Something that might be a good middle ground is planning a number of weekends a year that are 'spontaneous weekends' but with a set group/friend. That way there is still some spontaneity but you know you'll all be available.

Chloemol · 11/04/2022 13:31

I like to know and book things in advance and perhaps your friend is like that

If you don’t want to commit now then don’t, but don’t be surprised if she has booked something else, because that’s what i would do

QforCucumber · 11/04/2022 13:31

You are as inflexible as them I think.

My friends and I all have kids - ranging from 14 years to 18 month, we've just arranged dinner on the 22nd, which 2 of us can't get childcare for so will bring kids along, the same group of friends have also just booked tickets for the races in July - for no reason other than a day out, that one is childfree and booked well in advance because we need to arrange travel and tickets.

Are you saying you'd not book the day out in case you'd rather do something else?

If we decided last minute to go on holiday, the rest of the friends would still go to the races - ask I'd take the loss on the tickets - that's friendship, not worrying about saying closer to the time 'oh we are going to go away now, anyone else want to go in my place?'

Lifesonebigparty · 11/04/2022 13:33

@Waxonwaxoff0

I have a busy social life and if someone asked me to meet up they might have to wait that long. I've got plans every weekend until the beginning of June.
This is me too. I have to plan things In advance and they almost never get cancelled.

@blablablau you'll hate that I've booked LaplandUk for November with a friend & a holiday for February 🙊

Momijin · 11/04/2022 13:35

Say yes but that you can't confirm 100% until closer to the time.

blablablau · 11/04/2022 13:36

@QforCucumber

You are as inflexible as them I think.

My friends and I all have kids - ranging from 14 years to 18 month, we've just arranged dinner on the 22nd, which 2 of us can't get childcare for so will bring kids along, the same group of friends have also just booked tickets for the races in July - for no reason other than a day out, that one is childfree and booked well in advance because we need to arrange travel and tickets.

Are you saying you'd not book the day out in case you'd rather do something else?

If we decided last minute to go on holiday, the rest of the friends would still go to the races - ask I'd take the loss on the tickets - that's friendship, not worrying about saying closer to the time 'oh we are going to go away now, anyone else want to go in my place?'

The difference is, I do make the effort to be available and go against what I actually like to do. So if they want to meet jubilee weekend or are now planning bank holiday weekend in august, I'll go along with it.

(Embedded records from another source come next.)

/*!
 * Braille Translation
 *
 * Translator contract, translation results and the verbatim-braille splice.
 * The translation rules themselves live behind the `Translator` trait.
 */

pub mod computer_braille;

pub use computer_braille::ComputerBrailleTranslator;

use tracing::{debug, error, warn};

use crate::content::Content;
use crate::error::TranslationError;

/// Converts text to braille cells.
pub trait Translator: Send + Sync {
    /// Translates `text`.
    ///
    /// `cursor`, when set, is a character offset whose cell position the
    /// translator reports exactly in [`TranslationResult::cursor_position`].
    /// With `allow_contraction` false, contracted tables must produce
    /// uncontracted output.
    fn translate(
        &self,
        text: &str,
        cursor: Option<usize>,
        allow_contraction: bool,
    ) -> Result<TranslationResult, TranslationError>;

    /// Name of the active table, for logging.
    fn table_id(&self) -> &str;
}

/// Braille cells plus position maps in both directions.
#[derive(Debug, Clone, PartialEq, Eq, Default)]
pub struct TranslationResult {
    cells: Vec<u8>,
    text_to_braille: Vec<usize>,
    braille_to_text: Vec<usize>,
    cursor_position: Option<usize>,
}

impl TranslationResult {
    /// `text_to_braille` has one entry per character, `braille_to_text` one per cell.
    pub fn new(
        cells: Vec<u8>,
        text_to_braille: Vec<usize>,
        braille_to_text: Vec<usize>,
        cursor_position: Option<usize>,
    ) -> Self {
        debug_assert_eq!(cells.len(), braille_to_text.len());
        Self {
            cells,
            text_to_braille,
            braille_to_text,
            cursor_position,
        }
    }

    /// Blank translation of a text with `text_len` characters: no cells and
    /// an all-zero text-to-braille map.
    pub fn empty(text_len: usize) -> Self {
        Self {
            cells: Vec::new(),
            text_to_braille: vec![0; text_len],
            braille_to_text: Vec::new(),
            cursor_position: None,
        }
    }

    pub fn cells(&self) -> &[u8] {
        &self.cells
    }

    pub fn text_to_braille(&self) -> &[usize] {
        &self.text_to_braille
    }

    pub fn braille_to_text(&self) -> &[usize] {
        &self.braille_to_text
    }

    /// Cell of the cursor hint that was passed to the translator.
    pub fn cursor_position(&self) -> Option<usize> {
        self.cursor_position
    }
}

/// Translates `content`, substituting the cells of its first verbatim-braille
/// span for the translation of that range.
///
/// Never fails: without a translator, or when the translator fails on the
/// whole text, the result is [`TranslationResult::empty`].
pub fn translate_content(
    translator: Option<&dyn Translator>,
    content: &Content,
    cursor: Option<usize>,
    allow_contraction: bool,
) -> TranslationResult {
    let Some(translator) = translator else {
        debug!("[Translate] {}, showing blank", TranslationError::NoTable);
        return TranslationResult::empty(content.len());
    };

    let mut verbatim = content.verbatim_braille();
    let first = verbatim.next();
    if verbatim.next().is_some() {
        warn!("[Translate] More than one verbatim braille span, handling first only");
    }

    // Empty spans and spans without cells are not spliced.
    let first = first.filter(|(span, cells)| !cells.is_empty() && !span.is_empty());
    if let Some((span, cells)) = first {
        let spliced = splice_verbatim(
            translator,
            content,
            span.start,
            span.end,
            cells,
            cursor,
            allow_contraction,
        );
        match spliced {
            Ok(result) => return result,
            Err(e) => {
                error!(
                    "[Translate] Could not translate around verbatim braille ({}), \
                     falling back on default translation",
                    e
                );
            }
        }
    }

    translate_or_empty(translator, content.text(), content.len(), cursor, allow_contraction)
}

fn translate_or_empty(
    translator: &dyn Translator,
    text: &str,
    text_len: usize,
    cursor: Option<usize>,
    allow_contraction: bool,
) -> TranslationResult {
    match translator.translate(text, cursor, allow_contraction) {
        Ok(result) => result,
        Err(e) => {
            warn!("[Translate] Table {} failed, showing blank: {}", translator.table_id(), e);
            TranslationResult::empty(text_len)
        }
    }
}

/// Translates a sub-range, short-circuiting empty text so that a verbatim
/// span covering a whole side never depends on the translator.
fn translate_part(
    translator: &dyn Translator,
    text: &str,
    cursor: Option<usize>,
    allow_contraction: bool,
) -> Result<TranslationResult, TranslationError> {
    if text.is_empty() {
        return Ok(TranslationResult {
            cursor_position: cursor.map(|_| 0),
            ..TranslationResult::default()
        });
    }
    translator.translate(text, cursor, allow_contraction)
}

/// left `[0, start)` translated + literal cells + right `[end, len)` translated.
fn splice_verbatim(
    translator: &dyn Translator,
    content: &Content,
    start: usize,
    end: usize,
    literal: &[u8],
    cursor: Option<usize>,
    allow_contraction: bool,
) -> Result<TranslationResult, TranslationError> {
    let text_len = content.len();

    let left_text = content.substring(0, start);
    let left = translate_part(
        translator,
        &left_text,
        cursor.filter(|&c| c < start),
        allow_contraction,
    )?;

    let right_text = content.substring(end, text_len);
    let right = translate_part(
        translator,
        &right_text,
        cursor.filter(|&c| c >= end).map(|c| c - end),
        allow_contraction,
    )?;

    let start_braille = left.cells.len();
    let end_braille = start_braille + literal.len();
    let total_braille = end_braille + right.cells.len();

    let mut cells = Vec::with_capacity(total_braille);
    cells.extend_from_slice(&left.cells);
    cells.extend_from_slice(literal);
    cells.extend_from_slice(&right.cells);

    let mut text_to_braille = Vec::with_capacity(text_len);
    text_to_braille.extend(
        (0..start).map(|i| left.text_to_braille.get(i).copied().unwrap_or(start_braille)),
    );
    text_to_braille.extend((start..end).map(|_| start_braille));
    text_to_braille.extend((end..text_len).map(|i| {
        end_braille + right.text_to_braille.get(i - end).copied().unwrap_or(right.cells.len())
    }));

    let mut braille_to_text = Vec::with_capacity(total_braille);
    braille_to_text.extend(
        (0..start_braille).map(|i| left.braille_to_text.get(i).copied().unwrap_or(start)),
    );
    braille_to_text.extend((start_braille..end_braille).map(|_| start));
    braille_to_text.extend((end_braille..total_braille).map(|i| {
        end + right.braille_to_text.get(i - end_braille).copied().unwrap_or(0)
    }));

    let cursor_position = match cursor {
        None => None,
        Some(c) if c < start => left.cursor_position,
        Some(c) if c < end => Some(start_braille),
        Some(_) => right.cursor_position.map(|p| end_braille + p),
    };

    Ok(TranslationResult {
        cells,
        text_to_braille,
        braille_to_text,
        cursor_position,
    })
}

However if I ever suggest, hey can we meet Sunday in two weeks ? They're never available. That's why it's also annoying, I think. There's no give and take in it.

OP posts:
ExplodingElephants · 11/04/2022 13:38

Yeah, I know what you mean. It’s very annoying. We had friends over this weekend and we text them on Friday, they were over Saturday. Ideal, that’s what I like. We have other mates where it’s a right palaver and it’s frankly annoying.

blablablau · 11/04/2022 13:39

@Lifesonebigparty haha, good for you, if that suits you. If you were just friend and suggested booking Lapland in November together, I would probably book it to be fair ! But if you suggested coming around to yours for a cup of tea in November, that would annoy me.

OP posts:
SleeplessInEngland · 11/04/2022 13:40

I think this thread is more about flaky friends than booking in advance. I doubt anyone would disagree the former are bloody annoying.